INPUT RECORDS Block Start
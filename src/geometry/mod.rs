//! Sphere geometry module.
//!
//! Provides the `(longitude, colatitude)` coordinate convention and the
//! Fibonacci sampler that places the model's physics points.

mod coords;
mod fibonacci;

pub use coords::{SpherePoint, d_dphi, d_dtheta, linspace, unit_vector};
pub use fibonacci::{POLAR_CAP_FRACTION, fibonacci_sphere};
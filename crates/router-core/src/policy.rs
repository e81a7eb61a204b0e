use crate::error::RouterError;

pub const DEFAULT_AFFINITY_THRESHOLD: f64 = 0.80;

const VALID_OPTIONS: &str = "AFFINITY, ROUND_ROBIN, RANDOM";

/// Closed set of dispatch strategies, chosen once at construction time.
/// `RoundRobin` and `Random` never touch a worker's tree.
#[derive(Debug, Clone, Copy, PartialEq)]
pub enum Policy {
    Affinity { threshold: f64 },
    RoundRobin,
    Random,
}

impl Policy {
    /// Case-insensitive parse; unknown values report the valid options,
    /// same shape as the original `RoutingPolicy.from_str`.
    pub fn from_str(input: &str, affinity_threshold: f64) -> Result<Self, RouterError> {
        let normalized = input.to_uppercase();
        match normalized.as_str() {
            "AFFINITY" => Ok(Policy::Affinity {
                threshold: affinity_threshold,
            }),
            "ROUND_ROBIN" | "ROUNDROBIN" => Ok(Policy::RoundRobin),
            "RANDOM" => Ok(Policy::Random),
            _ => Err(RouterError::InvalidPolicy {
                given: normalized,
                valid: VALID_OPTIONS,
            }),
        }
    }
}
INPUT RECORDS Block End
> TASK
Copy the whole listing out exactly, so that every line matches what is above.

> RESPONSE TO THE TASK
filename src/geometry/mod.rs
//! Sphere geometry module.
//!
//! Provides the `(longitude, colatitude)` coordinate convention and the
//! Fibonacci sampler that places the model's physics points.

mod coords;
mod fibonacci;

pub use coords::{SpherePoint, d_dphi, d_dtheta, linspace, unit_vector};
pub use fibonacci::{POLAR_CAP_FRACTION, fibonacci_sphere};
filename crates/router-core/src/policy.rs
repository e81a7eb61a204b0e
use crate::error::RouterError;

pub const DEFAULT_AFFINITY_THRESHOLD: f64 = 0.80;

const VALID_OPTIONS: &str = "AFFINITY, ROUND_ROBIN, RANDOM";

/// Closed set of dispatch strategies, chosen once at construction time.
/// `RoundRobin` and `Random` never touch a worker's tree.
#[derive(Debug, Clone, Copy, PartialEq)]
pub enum Policy {
    Affinity { threshold: f64 },
    RoundRobin,
    Random,
}

impl Policy {
    /// Case-insensitive parse; unknown values report the valid options,
    /// same shape as the original `RoutingPolicy.from_str`.
    pub fn from_str(input: &str, affinity_threshold: f64) -> Result<Self, RouterError> {
        let normalized = input.to_uppercase();
        match normalized.as_str() {
            "AFFINITY" => Ok(Policy::Affinity {
                threshold: affinity_threshold,
            }),
            "ROUND_ROBIN" | "ROUNDROBIN" => Ok(Policy::RoundRobin),
            "RANDOM" => Ok(Policy::Random),
            _ => Err(RouterError::InvalidPolicy {
                given: normalized,
                valid: VALID_OPTIONS,
            }),
        }
    }
}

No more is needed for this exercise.